== Required work ==
Keep only the lines from the start of the data through the line containing "for this pass.", and output them exactly.

Start of Exercise inputs

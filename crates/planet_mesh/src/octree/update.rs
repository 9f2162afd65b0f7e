//! Octree arena and the distance-driven refinement pass.

use std::collections::{HashMap, VecDeque};

use glam::Vec3;
use smallvec::SmallVec;

use super::budget::{UpdateBudget, UpdateStats};
use super::config::OctreeConfig;
use super::key::OctreeKey;
use super::node::{NodeIndex, OctreeNode};
use crate::chunk::{ChunkId, PlanetChunk};
use crate::error::ChunkError;

/// Result of one [`Octree::update`] pass.
pub struct UpdateOutcome {
  /// Counters for this pass.
  pub stats: UpdateStats,
  /// Leaves that received a fresh chunk and need mesh generation.
  pub activated: Vec<NodeIndex>,
  /// Chunks discarded by subdivide/merge/deactivation. Any in-flight
  /// generation for these ids is stale and must be dropped on arrival.
  pub released: Vec<ChunkId>,
}

/// Sparse LOD octree over an arena of nodes.
///
/// All structural mutation happens inside [`update`](Self::update), which
/// requires exclusive access; workers never touch the arena and hand their
/// results back through the mesh queue instead.
pub struct Octree {
  config: OctreeConfig,
  nodes: Vec<OctreeNode>,
  index: HashMap<OctreeKey, NodeIndex>,
  root: NodeIndex,
}

impl Octree {
  /// Create an octree with a single root leaf.
  pub fn new(config: OctreeConfig) -> Self {
    let root_key = OctreeKey::root(config.max_depth);
    let root_node = OctreeNode::new(root_key, config.origin, config.root_size, None);

    let root = NodeIndex::new(0);
    let mut index = HashMap::new();
    index.insert(root_key, root);

    Self {
      config,
      nodes: vec![root_node],
      index,
      root,
    }
  }

  pub fn config(&self) -> &OctreeConfig {
    &self.config
  }

  pub fn root(&self) -> NodeIndex {
    self.root
  }

  /// Total arena slots, including cleared ones. Monotonic per session.
  pub fn arena_len(&self) -> usize {
    self.nodes.len()
  }

  /// Number of live nodes.
  pub fn live_count(&self) -> usize {
    self.index.len()
  }

  /// An index is live while the key map still points at its slot. Indices
  /// cleared by an ancestor merge fail this check and all operations on
  /// them become no-ops.
  pub fn is_live(&self, idx: NodeIndex) -> bool {
    self
      .nodes
      .get(idx.index())
      .is_some_and(|node| self.index.get(&node.key) == Some(&idx))
  }

  /// Borrow a live node, `None` for stale indices.
  pub fn get(&self, idx: NodeIndex) -> Option<&OctreeNode> {
    if self.is_live(idx) {
      Some(&self.nodes[idx.index()])
    } else {
      None
    }
  }

  /// Look up a node by key.
  pub fn find(&self, key: &OctreeKey) -> Option<NodeIndex> {
    self.index.get(key).copied()
  }

  /// Mutable access to a live leaf's chunk, `None` for stale indices.
  pub fn chunk_mut(&mut self, idx: NodeIndex) -> Option<&mut PlanetChunk> {
    if !self.is_live(idx) {
      return None;
    }
    self.nodes[idx.index()].chunk.as_mut()
  }

  /// Iterate live nodes.
  pub fn live_nodes(&self) -> impl Iterator<Item = (NodeIndex, &OctreeNode)> {
    self.index.values().map(|&idx| (idx, &self.nodes[idx.index()]))
  }

  /// Iterate active leaves and their chunks.
  pub fn active_chunks(&self) -> impl Iterator<Item = (NodeIndex, &PlanetChunk)> {
    self.live_nodes().filter_map(|(idx, node)| {
      if node.is_active {
        node.chunk.as_ref().map(|chunk| (idx, chunk))
      } else {
        None
      }
    })
  }

  /// One refinement pass: breadth-first from the root, subdividing nodes
  /// that are too coarse for their distance and merging subtrees the
  /// viewer has left behind, then an activity pass that settles which
  /// leaves own chunks.
  ///
  /// Children created by a subdivision join the same pass's queue, so a
  /// close viewer drives a full descent in one call (budget permitting).
  /// A merge clears whole subtrees; descendants already queued become
  /// stale indices and are skipped when popped.
  pub fn update(&mut self, viewer: Vec3, budget: &UpdateBudget) -> UpdateOutcome {
    let mut stats = UpdateStats::default();
    let mut released = Vec::new();

    let mut queue = VecDeque::new();
    queue.push_back(self.root);

    while let Some(idx) = queue.pop_front() {
      if !self.is_live(idx) {
        tracing::debug!(index = idx.index(), "skipping stale octree index");
        stats.stale_skips += 1;
        continue;
      }

      let i = idx.index();
      let distance = self.nodes[i].center.distance(viewer);
      self.nodes[i].distance_to_viewer = distance;

      let size = self.nodes[i].size;
      let level = self.nodes[i].key.level;

      if self.nodes[i].is_leaf() {
        if self.config.should_subdivide(level, size, distance)
          && budget.can_subdivide(stats.subdivisions)
        {
          let children = self.subdivide(idx, &mut released);
          stats.subdivisions += 1;
          queue.extend(children);
        }
      } else if self.config.should_merge(size, distance) && budget.can_merge(stats.merges) {
        self.merge(idx, &mut released);
        stats.merges += 1;
      } else if let Some(children) = self.nodes[i].children {
        queue.extend(children);
      }
    }

    // Strictly after all structural changes: settle activity and chunks.
    let activated = self.activity_pass(&mut released);

    stats.activated = activated.len();
    stats.released = released.len();
    tracing::debug!(
      subdivisions = stats.subdivisions,
      merges = stats.merges,
      activated = stats.activated,
      released = stats.released,
      stale_skips = stats.stale_skips,
      live = self.live_count(),
      "octree update complete"
    );

    UpdateOutcome {
      stats,
      activated,
      released,
    }
  }

  /// Split a leaf into 8 children at the octant centers. The parent is
  /// deactivated immediately and its chunk discarded; the finer children
  /// now cover its region.
  fn subdivide(&mut self, idx: NodeIndex, released: &mut Vec<ChunkId>) -> SmallVec<[NodeIndex; 8]> {
    let i = idx.index();
    let parent_key = self.nodes[i].key;
    let center = self.nodes[i].center;
    let child_size = self.nodes[i].size * 0.5;
    let offset = child_size * 0.5;

    let mut children: SmallVec<[NodeIndex; 8]> = SmallVec::new();
    for octant in 0..8u8 {
      let Some(child_key) = parent_key.child(octant) else {
        continue; // level 0, rejected by should_subdivide
      };
      let child_center = center
        + Vec3::new(
          if octant & 1 != 0 { offset } else { -offset },
          if octant & 2 != 0 { offset } else { -offset },
          if octant & 4 != 0 { offset } else { -offset },
        );
      children.push(self.allocate(child_key, child_center, child_size, idx));
    }

    if children.len() != 8 {
      return children;
    }

    let mut links = [children[0]; 8];
    links.copy_from_slice(&children);

    let node = &mut self.nodes[i];
    node.children = Some(links);
    node.is_active = false;
    if let Some(chunk) = node.chunk.take() {
      released.push(chunk.id);
    }

    children
  }

  /// Collapse a subtree: clear every descendant and return the node to a
  /// leaf. The activity pass re-activates it and rebuilds its chunk.
  fn merge(&mut self, idx: NodeIndex, released: &mut Vec<ChunkId>) {
    let i = idx.index();
    if let Some(children) = self.nodes[i].children.take() {
      for child in children {
        self.clear_subtree(child, released);
      }
    }
  }

  fn clear_subtree(&mut self, idx: NodeIndex, released: &mut Vec<ChunkId>) {
    let i = idx.index();
    if let Some(children) = self.nodes[i].children.take() {
      for child in children {
        self.clear_subtree(child, released);
      }
    }
    if let Some(chunk) = self.nodes[i].chunk.take() {
      released.push(chunk.id);
    }
    self.index.remove(&self.nodes[i].key);
    self.nodes[i].reset();
  }

  /// Append a node to the arena and register its key.
  fn allocate(&mut self, key: OctreeKey, center: Vec3, size: f32, parent: NodeIndex) -> NodeIndex {
    let idx = NodeIndex::new(self.nodes.len());
    self.nodes.push(OctreeNode::new(key, center, size, Some(parent)));
    self.index.insert(key, idx);
    idx
  }

  /// Make every childless live node an active leaf with a chunk, and
  /// every subdivided node inactive and chunkless.
  fn activity_pass(&mut self, released: &mut Vec<ChunkId>) -> Vec<NodeIndex> {
    let mut activated = Vec::new();

    for i in 0..self.nodes.len() {
      let idx = NodeIndex::new(i);
      if !self.is_live(idx) {
        continue;
      }

      if self.nodes[i].has_children() {
        self.nodes[i].is_active = false;
        if let Some(chunk) = self.nodes[i].chunk.take() {
          released.push(chunk.id);
        }
      } else {
        self.nodes[i].is_active = true;
        if self.nodes[i].chunk.is_none() {
          match self.build_chunk(i) {
            Ok(chunk) => {
              self.nodes[i].chunk = Some(chunk);
              activated.push(idx);
            }
            Err(err) => {
              tracing::warn!(%err, level = self.nodes[i].key.level, "chunk creation rejected");
            }
          }
        }
      }
    }

    activated
  }

  fn build_chunk(&self, i: usize) -> Result<PlanetChunk, ChunkError> {
    let node = &self.nodes[i];
    let level = node.key.level;
    PlanetChunk::new(
      node.center,
      node.size,
      level,
      self.config.resolution_for_level(level),
    )
  }
}

#[cfg(test)]
#[path = "update_test.rs"]
mod update_test;
//! PlanetWorld - coordinator tying the octree, the mesh queue and the
//! density function together.
//!
//! The octree update runs synchronously on the caller's thread (it needs
//! exclusive access to the arena); mesh generation fans out to workers and
//! comes back through the queue's channel. Completions for chunks that
//! were merged away while their mesh was in flight are recognized by
//! [`ChunkId`] and dropped.

use std::collections::HashMap;
use std::sync::Arc;
use std::time::Duration;

use glam::Vec3;

use crate::chunk::{ChunkId, ChunkState, PlanetChunk};
use crate::density::DensityFunction;
use crate::mesh_queue::{self, MeshCompletion, MeshQueue, MeshRequest};
use crate::octree::{NodeIndex, Octree, OctreeConfig, UpdateBudget, UpdateStats};

/// Counters from one [`PlanetWorld::update`] call.
#[derive(Clone, Copy, Debug, Default)]
pub struct WorldStats {
  /// Octree refinement counters (zero when the update was throttled).
  pub update: UpdateStats,
  /// Mesh requests submitted this call.
  pub enqueued: usize,
  /// Completions that delivered geometry.
  pub meshed: usize,
  /// Completions for chunks with no surface crossing.
  pub empty: usize,
  /// Completions that failed (chunk reset to `Empty`).
  pub failed: usize,
  /// Completions dropped because their chunk no longer exists.
  pub stale_discarded: usize,
}

/// Adaptive planet surface: octree LOD + asynchronous chunk meshing.
pub struct PlanetWorld<D: DensityFunction + 'static> {
  octree: Octree,
  queue: MeshQueue<D>,
  budget: UpdateBudget,
  /// Routes completions back to the leaf that requested them.
  chunk_nodes: HashMap<ChunkId, NodeIndex>,
  last_viewer: Option<Vec3>,
  /// Minimum viewer movement before refinement re-runs.
  min_viewer_move: f32,
}

impl<D: DensityFunction + 'static> PlanetWorld<D> {
  pub fn new(config: OctreeConfig, density: D) -> Self {
    Self {
      octree: Octree::new(config),
      queue: MeshQueue::new(Arc::new(density)),
      budget: UpdateBudget::default(),
      chunk_nodes: HashMap::new(),
      last_viewer: None,
      min_viewer_move: 10.0,
    }
  }

  pub fn with_budget(mut self, budget: UpdateBudget) -> Self {
    self.budget = budget;
    self
  }

  pub fn with_min_viewer_move(mut self, distance: f32) -> Self {
    self.min_viewer_move = distance;
    self
  }

  pub fn octree(&self) -> &Octree {
    &self.octree
  }

  /// Run one frame: refine the octree for the viewer position, enqueue
  /// newly activated chunks, and apply whatever the workers finished.
  ///
  /// Refinement is skipped (but completions still applied) while the
  /// viewer has moved less than `min_viewer_move` since the last run.
  pub fn update(&mut self, viewer: Vec3) -> WorldStats {
    let mut stats = WorldStats::default();

    if self.viewer_moved(viewer) {
      let activated = self.refine(viewer, &mut stats);
      for idx in activated {
        self.enqueue_chunk(idx, &mut stats);
      }
    }

    for completion in self.queue.drain_completions() {
      self.apply_completion(completion, &mut stats);
    }

    stats
  }

  /// Like [`update`](Self::update), but generates every newly activated
  /// chunk synchronously before returning. Useful for startup, tests and
  /// offline capture; never throttled.
  pub fn update_blocking(&mut self, viewer: Vec3) -> WorldStats {
    let mut stats = WorldStats::default();

    self.last_viewer = Some(viewer);
    let activated = self.refine(viewer, &mut stats);

    for idx in activated {
      let Some(request) = self.request_for(idx) else {
        continue;
      };
      self.chunk_nodes.insert(request.chunk, idx);
      stats.enqueued += 1;
      let completion = mesh_queue::generate(self.queue.density().as_ref(), &request);
      self.apply_completion(completion, &mut stats);
    }

    // Pick up stragglers from earlier asynchronous updates too.
    for completion in self.queue.drain_completions() {
      self.apply_completion(completion, &mut stats);
    }

    stats
  }

  /// Chunks that currently have renderable geometry.
  pub fn visible_chunks(&self) -> impl Iterator<Item = &PlanetChunk> {
    self.octree.active_chunks().filter_map(|(_, chunk)| {
      if chunk.state == ChunkState::Generated && chunk.mesh.is_some() {
        Some(chunk)
      } else {
        None
      }
    })
  }

  /// Number of active leaf chunks, generated or not.
  pub fn active_chunk_count(&self) -> usize {
    self.octree.active_chunks().count()
  }

  /// Mesh requests still running on workers.
  pub fn in_flight(&self) -> usize {
    self.queue.in_flight()
  }

  /// Bounded shutdown wait for in-flight generation.
  pub fn wait_idle(&self, timeout: Duration) -> bool {
    self.queue.wait_idle(timeout)
  }

  fn viewer_moved(&mut self, viewer: Vec3) -> bool {
    let moved = self
      .last_viewer
      .map_or(true, |last| last.distance(viewer) >= self.min_viewer_move);
    if moved {
      self.last_viewer = Some(viewer);
    }
    moved
  }

  /// Run octree refinement and drop routing entries for released chunks,
  /// so their in-flight completions are recognized as stale on arrival.
  fn refine(&mut self, viewer: Vec3, stats: &mut WorldStats) -> Vec<NodeIndex> {
    let outcome = self.octree.update(viewer, &self.budget);
    stats.update = outcome.stats;

    for id in &outcome.released {
      self.chunk_nodes.remove(id);
    }

    outcome.activated
  }

  fn enqueue_chunk(&mut self, idx: NodeIndex, stats: &mut WorldStats) {
    let Some(request) = self.request_for(idx) else {
      return;
    };
    self.chunk_nodes.insert(request.chunk, idx);
    if let Some(chunk) = self.octree.chunk_mut(idx) {
      chunk.state = ChunkState::Generating;
    }
    self.queue.enqueue(request);
    stats.enqueued += 1;
  }

  fn request_for(&self, idx: NodeIndex) -> Option<MeshRequest> {
    let node = self.octree.get(idx)?;
    let chunk = node.chunk.as_ref()?;
    Some(MeshRequest {
      chunk: chunk.id,
      bounds: chunk.bounds(),
      resolution: chunk.resolution,
      padding: self.octree.config().padding,
    })
  }

  fn apply_completion(&mut self, completion: MeshCompletion, stats: &mut WorldStats) {
    let Some(&idx) = self.chunk_nodes.get(&completion.chunk) else {
      tracing::debug!(chunk = completion.chunk.raw(), "discarding stale mesh completion");
      stats.stale_discarded += 1;
      return;
    };

    let stale = match self.octree.chunk_mut(idx) {
      Some(chunk) if chunk.id == completion.chunk => {
        match completion.result {
          Ok(mesh) => {
            if mesh.is_some() {
              stats.meshed += 1;
            } else {
              stats.empty += 1;
            }
            chunk.mesh = mesh;
            chunk.state = ChunkState::Generated;
          }
          Err(err) => {
            tracing::warn!(%err, chunk = completion.chunk.raw(), "chunk generation failed");
            chunk.clear_mesh();
            stats.failed += 1;
          }
        }
        false
      }
      _ => true,
    };

    if stale {
      // The node was cleared or re-chunked while the mesh was in flight.
      tracing::debug!(chunk = completion.chunk.raw(), "discarding stale mesh completion");
      self.chunk_nodes.remove(&completion.chunk);
      stats.stale_discarded += 1;
    }
  }
}

/// Chunk centers of a fixed grid that might intersect a planet's shell.
///
/// Lays `chunks_per_axis³` cubic chunks around the planet center and keeps
/// only those whose diagonal reach can touch the sphere surface - a cheap
/// prefilter for bulk seeding that skips the deep interior and empty
/// space.
pub fn sphere_shell_centers(
  planet_center: Vec3,
  planet_radius: f32,
  chunk_size: f32,
  chunks_per_axis: u32,
) -> Vec<Vec3> {
  let total = chunks_per_axis as f32 * chunk_size;
  let start = planet_center - Vec3::splat(total * 0.5);
  let chunk_reach = chunk_size * 3f32.sqrt();

  let mut centers = Vec::new();
  for x in 0..chunks_per_axis {
    for y in 0..chunks_per_axis {
      for z in 0..chunks_per_axis {
        let center = start
          + Vec3::new(
            (x as f32 + 0.5) * chunk_size,
            (y as f32 + 0.5) * chunk_size,
            (z as f32 + 0.5) * chunk_size,
          );
        let distance = (center - planet_center).length();
        if distance < planet_radius + chunk_reach && distance > planet_radius - chunk_reach {
          centers.push(center);
        }
      }
    }
  }

  centers
}

#[cfg(test)]
mod tests {
  use super::*;
  use crate::density::samplers::SphereDensity;
  use crate::types::Aabb3;

  fn test_config() -> OctreeConfig {
    OctreeConfig::new()
      .with_root_size(100.0)
      .with_max_depth(3)
      .with_subdivision_distance(30.0)
      .with_resolution(16, 8)
  }

  fn sphere_world() -> PlanetWorld<SphereDensity> {
    PlanetWorld::new(test_config(), SphereDensity::new(30.0))
  }

  #[test]
  fn blocking_update_generates_visible_chunks() {
    let mut world = sphere_world();
    let stats = world.update_blocking(Vec3::new(30.0, 0.0, 0.0));

    assert!(stats.enqueued > 0);
    assert_eq!(stats.enqueued, stats.meshed + stats.empty + stats.failed);
    assert_eq!(stats.failed, 0);
    assert!(stats.meshed > 0, "a sphere world must produce geometry");
    assert!(world.visible_chunks().count() > 0);

    // Every active chunk has been settled by the blocking path.
    for (_, chunk) in world.octree().active_chunks() {
      assert_eq!(chunk.state, ChunkState::Generated);
    }
  }

  #[test]
  fn non_crossing_chunks_stay_meshless() {
    let mut world = sphere_world();
    world.update_blocking(Vec3::new(30.0, 0.0, 0.0));

    // Chunks fully inside or outside the planet are Generated but empty.
    let empty = world
      .octree()
      .active_chunks()
      .filter(|(_, c)| c.state == ChunkState::Generated && c.mesh.is_none())
      .count();
    assert!(empty > 0, "a sphere world has non-surface chunks");
  }

  #[test]
  fn async_update_settles_after_drain() {
    let mut world = sphere_world();
    let stats = world.update(Vec3::new(30.0, 0.0, 0.0));
    assert!(stats.enqueued > 0);

    assert!(world.wait_idle(Duration::from_secs(10)), "workers stalled");
    let stats = world.update(Vec3::new(30.0, 0.0, 0.1)); // below move threshold
    assert_eq!(stats.update.total_transitions(), 0, "throttled refinement ran");
    assert_eq!(stats.enqueued, 0);
    assert!(stats.meshed > 0);

    for (_, chunk) in world.octree().active_chunks() {
      assert_eq!(chunk.state, ChunkState::Generated);
    }
  }

  #[test]
  fn completions_for_merged_chunks_are_discarded() {
    let mut world = sphere_world().with_min_viewer_move(0.0);

    let stats = world.update(Vec3::ZERO);
    assert!(stats.enqueued > 0);
    assert!(world.wait_idle(Duration::from_secs(10)), "workers stalled");

    // Merge everything away before draining: the finished meshes now
    // reference chunks that no longer exist.
    let stats = world.update(Vec3::new(1e6, 0.0, 0.0));
    assert!(stats.update.merges > 0);
    assert!(stats.stale_discarded > 0, "stale completions must be dropped");

    // Only the root survives; the stale results were not written into it.
    assert_eq!(world.active_chunk_count(), 1);
  }

  #[test]
  fn failing_density_marks_chunks_empty_without_crashing() {
    struct NanDensity;
    impl DensityFunction for NanDensity {
      fn sample(&self, _position: Vec3) -> f32 {
        f32::NAN
      }
    }

    let mut world = PlanetWorld::new(test_config(), NanDensity);
    let stats = world.update_blocking(Vec3::ZERO);

    assert!(stats.failed > 0);
    assert_eq!(stats.meshed, 0);
    for (_, chunk) in world.octree().active_chunks() {
      assert_eq!(chunk.state, ChunkState::Empty);
      assert!(chunk.mesh.is_none());
    }
  }

  #[test]
  fn shell_centers_skip_interior_and_empty_space() {
    let radius = 100.0;
    let chunk_size = 20.0;
    let centers = sphere_shell_centers(Vec3::ZERO, radius, chunk_size, 16);

    assert!(!centers.is_empty());
    assert!(
      centers.len() < 16 * 16 * 16,
      "prefilter must reject most of the grid"
    );

    let reach = chunk_size * 3f32.sqrt();
    for center in centers {
      let d = center.length();
      assert!(d > radius - reach && d < radius + reach, "center {center:?} off the shell");
    }
  }

  #[test]
  fn shell_chunks_actually_contain_surface() {
    let density = SphereDensity::new(100.0);
    let chunk_size = 20.0;
    let centers = sphere_shell_centers(Vec3::ZERO, 100.0, chunk_size, 16);

    // At least the on-axis chunks straddle the surface for real.
    let crossing = centers
      .iter()
      .filter(|center| {
        let bounds = Aabb3::from_center_half_extent(**center, chunk_size * 0.5);
        crate::density::build_padded_grid(&density, bounds, 8, 1)
          .expect("sampling succeeds")
          .is_some()
      })
      .count();
    assert!(crossing > 0);
  }
}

End of Exercise inputs

== Exercise response ==
filename crates/planet_mesh/src/octree/update.rs
repository 9f2162afd65b0f7e
//! Octree arena and the distance-driven refinement pass.

use std::collections::{HashMap, VecDeque};

use glam::Vec3;
use smallvec::SmallVec;

use super::budget::{UpdateBudget, UpdateStats};
use super::config::OctreeConfig;
use super::key::OctreeKey;
use super::node::{NodeIndex, OctreeNode};
use crate::chunk::{ChunkId, PlanetChunk};
use crate::error::ChunkError;

/// Result of one [`Octree::update`] pass.
pub struct UpdateOutcome {
  /// Counters for this pass.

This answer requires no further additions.